Menggenggam Hancur Melepaskan Lebur

Roman

Oleh Vera Verawati

Pada titik bergaris seru, anak panah empat penjuru angin. Mematung hati pada pilihan yang seharusnya sejak atma belum benar-benar jatuh di sajak asmaraloka Sang Dealova. Telah longgar genggaman, tawar luka sebelum benar-benar terkapar.

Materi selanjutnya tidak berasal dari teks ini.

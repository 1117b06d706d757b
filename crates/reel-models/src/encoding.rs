//! Video encoding configuration.

use serde::{Deserialize, Serialize};

/// Default video codec (H.264)
pub const DEFAULT_VIDEO_CODEC: &str = "libx264";
/// Default audio codec
pub const DEFAULT_AUDIO_CODEC: &str = "aac";
/// Default encoding preset
pub const DEFAULT_PRESET: &str = "fast";
/// Default CRF (Constant Rate Factor)
pub const DEFAULT_CRF: u8 = 23;
/// Default audio bitrate
pub const DEFAULT_AUDIO_BITRATE: &str = "128k";

/// Portrait reel canvas width
pub const REEL_WIDTH: u32 = 720;
/// Portrait reel canvas height
pub const REEL_HEIGHT: u32 = 1280;
/// Reel frame rate
pub const REEL_FPS: u32 = 30;
/// Fade-in length at the start of a synthesized canvas, in frames
pub const FADE_IN_FRAMES: u32 = 30;

/// Video encoding configuration.
#[derive(Debug, Clone, Serialize, Deserialize)]
pub struct EncodingConfig {
    /// Video codec (e.g., "libx264")
    #[serde(default = "default_video_codec")]
    pub codec: String,

    /// Encoding preset (e.g., "fast", "medium", "slow")
    #[serde(default = "default_preset")]
    pub preset: String,

    /// Constant Rate Factor (quality, 0-51, lower is better)
    #[serde(default = "default_crf")]
    pub crf: u8,

    /// Audio codec
    #[serde(default = "default_audio_codec")]
    pub audio_codec: String,

    /// Audio bitrate
    #[serde(default = "default_audio_bitrate")]
    pub audio_bitrate: String,
}

fn default_video_codec() -> String {
    DEFAULT_VIDEO_CODEC.to_string()
}
fn default_preset() -> String {
    DEFAULT_PRESET.to_string()
}
fn default_crf() -> u8 {
    DEFAULT_CRF
}
fn default_audio_codec() -> String {
    DEFAULT_AUDIO_CODEC.to_string()
}
fn default_audio_bitrate() -> String {
    DEFAULT_AUDIO_BITRATE.to_string()
}

impl Default for EncodingConfig {
    fn default() -> Self {
        Self {
            codec: DEFAULT_VIDEO_CODEC.to_string(),
            preset: DEFAULT_PRESET.to_string(),
            crf: DEFAULT_CRF,
            audio_codec: DEFAULT_AUDIO_CODEC.to_string(),
            audio_bitrate: DEFAULT_AUDIO_BITRATE.to_string(),
        }
    }
}

impl EncodingConfig {
    /// Create a new encoding configuration.
    pub fn new() -> Self {
        Self::default()
    }

    /// Returns a new config with updated CRF.
    pub fn with_crf(mut self, crf: u8) -> Self {
        self.crf = crf;
        self
    }

    /// Video-only FFmpeg arguments (for the silent visual track).
    pub fn video_args(&self) -> Vec<String> {
        vec![
            "-c:v".to_string(),
            self.codec.clone(),
            "-preset".to_string(),
            self.preset.clone(),
            "-crf".to_string(),
            self.crf.to_string(),
            "-pix_fmt".to_string(),
            "yuv420p".to_string(),
        ]
    }

    /// Audio-only FFmpeg arguments (for muxing).
    pub fn audio_args(&self) -> Vec<String> {
        vec![
            "-c:a".to_string(),
            self.audio_codec.clone(),
            "-b:a".to_string(),
            self.audio_bitrate.clone(),
        ]
    }
}
//! Language codes for translation and speech synthesis.

use serde::{Deserialize, Serialize};
use std::fmt;
use thiserror::Error;

/// Error raised for malformed language codes.
#[derive(Debug, Error, PartialEq, Eq)]
#[error("invalid language code: {0:?}")]
pub struct InvalidLanguageCode(pub String);

/// An ISO-639-1-like language code ("en", "hi", "pt-BR").
///
/// Stored lowercased (region subtags keep their case as given).
#[derive(Debug, Clone, PartialEq, Eq, Hash, Serialize, Deserialize)]
#[serde(transparent)]
pub struct LanguageCode(String);

impl LanguageCode {
    /// Parse and validate a language code.
    ///
    /// Accepts a 2-3 letter primary subtag, optionally followed by a
    /// hyphen and a 2-4 character region/script subtag.
    pub fn new(code: impl AsRef<str>) -> Result<Self, InvalidLanguageCode> {
        let code = code.as_ref().trim();
        let (primary, rest) = match code.split_once('-') {
            Some((p, r)) => (p, Some(r)),
            None => (code, None),
        };

        let primary_ok = (2..=3).contains(&primary.len())
            && primary.chars().all(|c| c.is_ascii_alphabetic());
        let rest_ok = rest.map_or(true, |r| {
            (2..=4).contains(&r.len()) && r.chars().all(|c| c.is_ascii_alphanumeric())
        });

        if !primary_ok || !rest_ok {
            return Err(InvalidLanguageCode(code.to_string()));
        }

        let normalized = match rest {
            Some(r) => format!("{}-{}", primary.to_ascii_lowercase(), r),
            None => primary.to_ascii_lowercase(),
        };
        Ok(Self(normalized))
    }

    /// English, the default narration source language.
    pub fn english() -> Self {
        Self("en".to_string())
    }

    /// Get the code as a string slice.
    pub fn as_str(&self) -> &str {
        &self.0
    }

    /// The primary subtag ("pt" for "pt-BR").
    pub fn primary(&self) -> &str {
        self.0.split('-').next().unwrap_or(&self.0)
    }
}

impl Default for LanguageCode {
    fn default() -> Self {
        Self::english()
    }
}

impl fmt::Display for LanguageCode {
    fn fmt(&self, f: &mut fmt::Formatter<'_>) -> fmt::Result {
        write!(f, "{}", self.0)
    }
}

Sepertinya waktu asyik memainkan ego dan emosi, dilambung diri ilusi. Bingkai mimpi dengan seutas pita warna abu-abu, bukan putih atau hitam tegas atas ketidakmungkinan bersama. Cincin di jari manisnya menegur untuk berhenti memiliki.

Terhempas sudah, begitu dalam tertanam. Akankah benar-benar terserabut utuh ingatan tentangmu. Petikan dawai yang sering kau mainkan saat merayu segala prasangka, berulang rekatkan kembali nyeri pun seringkali terperi.

Kini, ketika lara sudah benar-benar memaafkan dan mengikhlaskan. Maka, jangan lagi usik saat jatuhnya hujan menandakan kepasrahan. Atas kesetiaan yang berbilang purnama pernah sangat dipertahankan.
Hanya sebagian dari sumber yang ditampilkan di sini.